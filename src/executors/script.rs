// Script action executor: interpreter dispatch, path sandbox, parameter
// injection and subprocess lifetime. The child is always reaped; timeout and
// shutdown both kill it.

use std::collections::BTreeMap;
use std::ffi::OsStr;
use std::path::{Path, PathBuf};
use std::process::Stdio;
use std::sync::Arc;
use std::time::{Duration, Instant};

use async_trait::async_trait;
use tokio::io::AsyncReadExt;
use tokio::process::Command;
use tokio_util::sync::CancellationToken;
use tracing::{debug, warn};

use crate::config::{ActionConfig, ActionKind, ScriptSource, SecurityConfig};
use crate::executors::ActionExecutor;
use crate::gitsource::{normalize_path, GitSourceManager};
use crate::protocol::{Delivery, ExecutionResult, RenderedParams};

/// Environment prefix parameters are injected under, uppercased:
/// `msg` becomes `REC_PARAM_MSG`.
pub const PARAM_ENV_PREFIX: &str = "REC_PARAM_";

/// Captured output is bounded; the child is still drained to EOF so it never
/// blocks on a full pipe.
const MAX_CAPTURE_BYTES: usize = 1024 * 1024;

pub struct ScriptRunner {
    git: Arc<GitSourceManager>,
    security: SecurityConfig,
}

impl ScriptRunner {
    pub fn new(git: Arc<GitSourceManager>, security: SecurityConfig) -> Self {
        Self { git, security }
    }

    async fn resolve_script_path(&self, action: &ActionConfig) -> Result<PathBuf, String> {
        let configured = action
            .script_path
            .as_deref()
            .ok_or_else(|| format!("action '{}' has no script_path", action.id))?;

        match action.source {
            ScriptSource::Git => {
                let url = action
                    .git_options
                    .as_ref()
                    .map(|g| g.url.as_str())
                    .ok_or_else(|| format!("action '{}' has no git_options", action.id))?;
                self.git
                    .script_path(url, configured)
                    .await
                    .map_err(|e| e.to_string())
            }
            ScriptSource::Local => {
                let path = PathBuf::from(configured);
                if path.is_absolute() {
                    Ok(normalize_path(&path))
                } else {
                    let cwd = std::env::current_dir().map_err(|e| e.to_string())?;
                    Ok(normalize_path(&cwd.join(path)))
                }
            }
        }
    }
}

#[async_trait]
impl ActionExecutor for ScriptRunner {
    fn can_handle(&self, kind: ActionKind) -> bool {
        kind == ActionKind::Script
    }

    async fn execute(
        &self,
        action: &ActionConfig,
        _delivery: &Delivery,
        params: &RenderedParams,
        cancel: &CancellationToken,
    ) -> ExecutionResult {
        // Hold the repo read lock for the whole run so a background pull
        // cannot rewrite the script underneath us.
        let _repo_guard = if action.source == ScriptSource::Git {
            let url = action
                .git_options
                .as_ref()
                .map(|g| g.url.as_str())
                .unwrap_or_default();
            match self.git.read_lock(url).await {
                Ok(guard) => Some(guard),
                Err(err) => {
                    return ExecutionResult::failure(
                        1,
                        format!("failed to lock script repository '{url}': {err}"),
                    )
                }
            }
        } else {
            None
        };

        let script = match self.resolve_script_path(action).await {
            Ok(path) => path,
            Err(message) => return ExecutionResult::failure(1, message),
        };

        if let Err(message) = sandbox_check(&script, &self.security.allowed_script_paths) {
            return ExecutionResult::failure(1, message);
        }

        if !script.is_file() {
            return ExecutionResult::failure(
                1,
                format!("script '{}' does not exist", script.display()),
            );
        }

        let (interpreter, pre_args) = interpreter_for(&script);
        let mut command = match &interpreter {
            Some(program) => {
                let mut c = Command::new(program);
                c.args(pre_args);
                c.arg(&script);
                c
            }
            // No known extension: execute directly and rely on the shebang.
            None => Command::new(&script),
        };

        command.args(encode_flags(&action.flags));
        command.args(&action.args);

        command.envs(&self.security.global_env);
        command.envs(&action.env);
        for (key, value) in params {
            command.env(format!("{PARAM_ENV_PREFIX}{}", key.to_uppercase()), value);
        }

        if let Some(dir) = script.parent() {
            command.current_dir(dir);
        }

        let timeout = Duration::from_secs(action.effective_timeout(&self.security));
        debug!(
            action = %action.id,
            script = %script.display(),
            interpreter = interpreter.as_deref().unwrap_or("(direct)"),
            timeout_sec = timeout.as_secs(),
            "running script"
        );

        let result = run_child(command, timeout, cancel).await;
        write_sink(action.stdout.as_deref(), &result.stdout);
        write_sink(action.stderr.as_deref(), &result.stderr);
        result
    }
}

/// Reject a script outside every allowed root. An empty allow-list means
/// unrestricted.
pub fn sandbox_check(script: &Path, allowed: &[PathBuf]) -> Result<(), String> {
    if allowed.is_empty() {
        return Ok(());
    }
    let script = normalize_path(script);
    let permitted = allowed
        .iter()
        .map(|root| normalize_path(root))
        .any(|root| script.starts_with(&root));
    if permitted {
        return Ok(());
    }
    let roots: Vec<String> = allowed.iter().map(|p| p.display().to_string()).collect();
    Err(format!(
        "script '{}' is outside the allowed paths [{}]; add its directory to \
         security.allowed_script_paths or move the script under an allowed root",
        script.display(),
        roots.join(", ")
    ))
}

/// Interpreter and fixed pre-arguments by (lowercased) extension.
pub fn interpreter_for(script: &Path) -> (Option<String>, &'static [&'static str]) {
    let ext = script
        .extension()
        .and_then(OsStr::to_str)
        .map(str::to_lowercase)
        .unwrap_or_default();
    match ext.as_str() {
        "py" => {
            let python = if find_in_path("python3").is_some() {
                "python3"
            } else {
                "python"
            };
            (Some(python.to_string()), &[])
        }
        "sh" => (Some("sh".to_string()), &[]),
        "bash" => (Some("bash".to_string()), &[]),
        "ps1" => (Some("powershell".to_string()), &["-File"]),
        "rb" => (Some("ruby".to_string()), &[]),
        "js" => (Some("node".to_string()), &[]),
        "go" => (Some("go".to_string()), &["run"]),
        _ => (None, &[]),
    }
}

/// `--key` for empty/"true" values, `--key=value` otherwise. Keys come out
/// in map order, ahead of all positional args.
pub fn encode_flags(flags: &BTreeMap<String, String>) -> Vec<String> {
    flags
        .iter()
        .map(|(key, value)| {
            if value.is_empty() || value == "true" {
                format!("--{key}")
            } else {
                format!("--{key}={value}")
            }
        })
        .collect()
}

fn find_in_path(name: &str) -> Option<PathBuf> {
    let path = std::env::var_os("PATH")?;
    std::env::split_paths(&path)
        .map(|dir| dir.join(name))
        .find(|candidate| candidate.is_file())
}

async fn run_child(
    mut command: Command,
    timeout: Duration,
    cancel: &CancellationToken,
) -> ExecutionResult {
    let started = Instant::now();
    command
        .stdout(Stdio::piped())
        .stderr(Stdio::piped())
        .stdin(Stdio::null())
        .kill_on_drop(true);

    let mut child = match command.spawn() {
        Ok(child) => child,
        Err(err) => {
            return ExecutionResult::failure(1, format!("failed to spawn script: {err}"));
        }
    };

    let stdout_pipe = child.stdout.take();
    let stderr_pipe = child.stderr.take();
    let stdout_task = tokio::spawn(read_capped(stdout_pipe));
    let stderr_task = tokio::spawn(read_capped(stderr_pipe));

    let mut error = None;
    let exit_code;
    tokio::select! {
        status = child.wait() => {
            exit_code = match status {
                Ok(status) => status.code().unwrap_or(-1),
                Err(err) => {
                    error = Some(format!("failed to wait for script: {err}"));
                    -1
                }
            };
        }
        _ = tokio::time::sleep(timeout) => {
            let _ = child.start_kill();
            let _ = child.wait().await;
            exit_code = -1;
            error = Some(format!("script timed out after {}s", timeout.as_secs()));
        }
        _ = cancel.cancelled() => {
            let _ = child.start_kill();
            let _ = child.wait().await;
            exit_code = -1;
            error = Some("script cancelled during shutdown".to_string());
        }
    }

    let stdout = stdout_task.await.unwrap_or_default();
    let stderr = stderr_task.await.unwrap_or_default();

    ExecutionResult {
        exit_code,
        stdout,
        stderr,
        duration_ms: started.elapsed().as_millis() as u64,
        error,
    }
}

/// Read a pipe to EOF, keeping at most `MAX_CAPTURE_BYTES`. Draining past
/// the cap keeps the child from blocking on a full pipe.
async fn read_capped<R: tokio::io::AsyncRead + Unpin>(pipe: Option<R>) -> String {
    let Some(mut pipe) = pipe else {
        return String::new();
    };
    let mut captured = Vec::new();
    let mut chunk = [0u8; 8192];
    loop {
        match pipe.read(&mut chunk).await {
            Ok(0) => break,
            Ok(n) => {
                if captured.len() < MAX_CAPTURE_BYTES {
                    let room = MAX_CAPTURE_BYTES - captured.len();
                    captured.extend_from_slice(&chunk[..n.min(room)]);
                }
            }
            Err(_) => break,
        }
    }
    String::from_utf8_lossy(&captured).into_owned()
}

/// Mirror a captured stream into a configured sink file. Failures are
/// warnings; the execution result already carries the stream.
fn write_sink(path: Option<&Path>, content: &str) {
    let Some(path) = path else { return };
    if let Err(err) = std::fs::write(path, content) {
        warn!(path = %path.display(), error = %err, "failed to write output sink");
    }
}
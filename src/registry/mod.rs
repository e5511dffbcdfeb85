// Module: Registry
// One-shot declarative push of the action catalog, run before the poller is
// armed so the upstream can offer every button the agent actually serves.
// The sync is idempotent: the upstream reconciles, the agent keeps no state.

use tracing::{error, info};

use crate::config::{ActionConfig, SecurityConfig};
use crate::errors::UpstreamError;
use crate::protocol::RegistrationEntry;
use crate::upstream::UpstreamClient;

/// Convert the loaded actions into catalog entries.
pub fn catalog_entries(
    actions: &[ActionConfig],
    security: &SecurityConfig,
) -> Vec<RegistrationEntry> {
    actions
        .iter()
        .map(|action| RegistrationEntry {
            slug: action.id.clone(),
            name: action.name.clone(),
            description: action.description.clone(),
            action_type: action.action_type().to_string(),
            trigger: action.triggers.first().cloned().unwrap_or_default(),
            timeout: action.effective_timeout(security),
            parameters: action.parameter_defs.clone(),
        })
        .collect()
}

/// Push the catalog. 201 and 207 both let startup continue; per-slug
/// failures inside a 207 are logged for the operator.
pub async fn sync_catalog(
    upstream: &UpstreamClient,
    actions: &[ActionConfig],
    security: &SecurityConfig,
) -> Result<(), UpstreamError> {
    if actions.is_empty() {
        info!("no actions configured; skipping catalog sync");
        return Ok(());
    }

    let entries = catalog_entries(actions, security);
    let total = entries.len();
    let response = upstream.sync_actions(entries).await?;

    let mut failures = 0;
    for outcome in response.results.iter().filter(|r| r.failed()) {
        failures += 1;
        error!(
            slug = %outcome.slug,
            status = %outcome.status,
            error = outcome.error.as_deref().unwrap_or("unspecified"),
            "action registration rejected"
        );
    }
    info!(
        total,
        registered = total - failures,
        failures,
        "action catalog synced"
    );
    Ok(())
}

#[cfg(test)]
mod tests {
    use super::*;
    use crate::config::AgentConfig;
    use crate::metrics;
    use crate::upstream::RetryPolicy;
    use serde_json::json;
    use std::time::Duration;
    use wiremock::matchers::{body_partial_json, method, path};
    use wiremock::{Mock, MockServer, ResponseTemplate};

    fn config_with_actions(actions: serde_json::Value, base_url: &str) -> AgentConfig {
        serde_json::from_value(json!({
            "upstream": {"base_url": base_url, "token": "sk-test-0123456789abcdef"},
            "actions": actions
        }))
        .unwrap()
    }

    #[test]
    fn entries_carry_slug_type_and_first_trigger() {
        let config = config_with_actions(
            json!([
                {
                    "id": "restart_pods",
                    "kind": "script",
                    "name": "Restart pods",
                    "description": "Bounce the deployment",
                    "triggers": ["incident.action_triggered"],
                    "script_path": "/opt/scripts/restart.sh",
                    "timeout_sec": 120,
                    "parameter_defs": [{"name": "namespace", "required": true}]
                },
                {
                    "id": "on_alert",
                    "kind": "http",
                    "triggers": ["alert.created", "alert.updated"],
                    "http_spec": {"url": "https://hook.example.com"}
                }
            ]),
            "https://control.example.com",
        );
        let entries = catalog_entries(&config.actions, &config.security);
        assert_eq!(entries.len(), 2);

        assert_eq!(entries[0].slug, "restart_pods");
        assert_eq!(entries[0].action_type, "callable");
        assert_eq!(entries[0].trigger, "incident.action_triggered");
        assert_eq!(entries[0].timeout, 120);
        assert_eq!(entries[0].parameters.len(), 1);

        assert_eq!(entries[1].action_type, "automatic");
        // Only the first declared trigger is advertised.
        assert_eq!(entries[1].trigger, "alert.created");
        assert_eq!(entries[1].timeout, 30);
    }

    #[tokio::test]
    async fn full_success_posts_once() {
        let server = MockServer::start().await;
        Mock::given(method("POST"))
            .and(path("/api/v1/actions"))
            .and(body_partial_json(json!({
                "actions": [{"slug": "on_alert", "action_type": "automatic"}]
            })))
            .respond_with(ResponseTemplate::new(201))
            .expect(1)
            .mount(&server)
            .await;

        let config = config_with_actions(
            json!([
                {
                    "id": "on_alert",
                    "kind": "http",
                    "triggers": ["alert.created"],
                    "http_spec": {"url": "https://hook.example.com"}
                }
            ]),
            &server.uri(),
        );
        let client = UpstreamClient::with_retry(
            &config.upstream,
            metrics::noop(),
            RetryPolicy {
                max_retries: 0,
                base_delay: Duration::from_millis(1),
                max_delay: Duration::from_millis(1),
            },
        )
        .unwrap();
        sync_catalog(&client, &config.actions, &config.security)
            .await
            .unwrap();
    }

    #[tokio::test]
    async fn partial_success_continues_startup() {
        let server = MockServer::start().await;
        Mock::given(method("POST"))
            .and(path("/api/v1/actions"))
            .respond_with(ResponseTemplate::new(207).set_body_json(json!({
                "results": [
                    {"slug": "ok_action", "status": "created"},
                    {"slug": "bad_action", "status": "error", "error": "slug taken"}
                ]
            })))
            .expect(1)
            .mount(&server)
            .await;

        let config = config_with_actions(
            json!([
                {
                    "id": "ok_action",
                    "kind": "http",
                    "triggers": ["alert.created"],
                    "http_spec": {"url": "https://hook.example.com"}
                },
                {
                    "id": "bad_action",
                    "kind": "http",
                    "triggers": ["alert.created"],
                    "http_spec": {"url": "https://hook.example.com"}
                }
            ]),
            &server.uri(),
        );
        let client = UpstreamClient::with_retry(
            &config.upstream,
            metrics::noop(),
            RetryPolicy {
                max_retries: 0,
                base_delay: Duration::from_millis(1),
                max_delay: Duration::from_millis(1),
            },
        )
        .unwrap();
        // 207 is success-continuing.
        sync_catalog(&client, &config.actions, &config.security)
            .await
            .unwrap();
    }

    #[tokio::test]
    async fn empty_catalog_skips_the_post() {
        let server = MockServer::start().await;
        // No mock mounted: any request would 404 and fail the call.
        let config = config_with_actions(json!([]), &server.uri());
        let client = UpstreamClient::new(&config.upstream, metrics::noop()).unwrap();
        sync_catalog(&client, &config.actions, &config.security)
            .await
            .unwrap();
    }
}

····················

• _PROBLEM_:
Every line of the material above that includes the string "UpstreamError" is required.

• _SOLUTION TO THIS EXERCISE_:
use crate::errors::UpstreamError;
) -> Result<(), UpstreamError> {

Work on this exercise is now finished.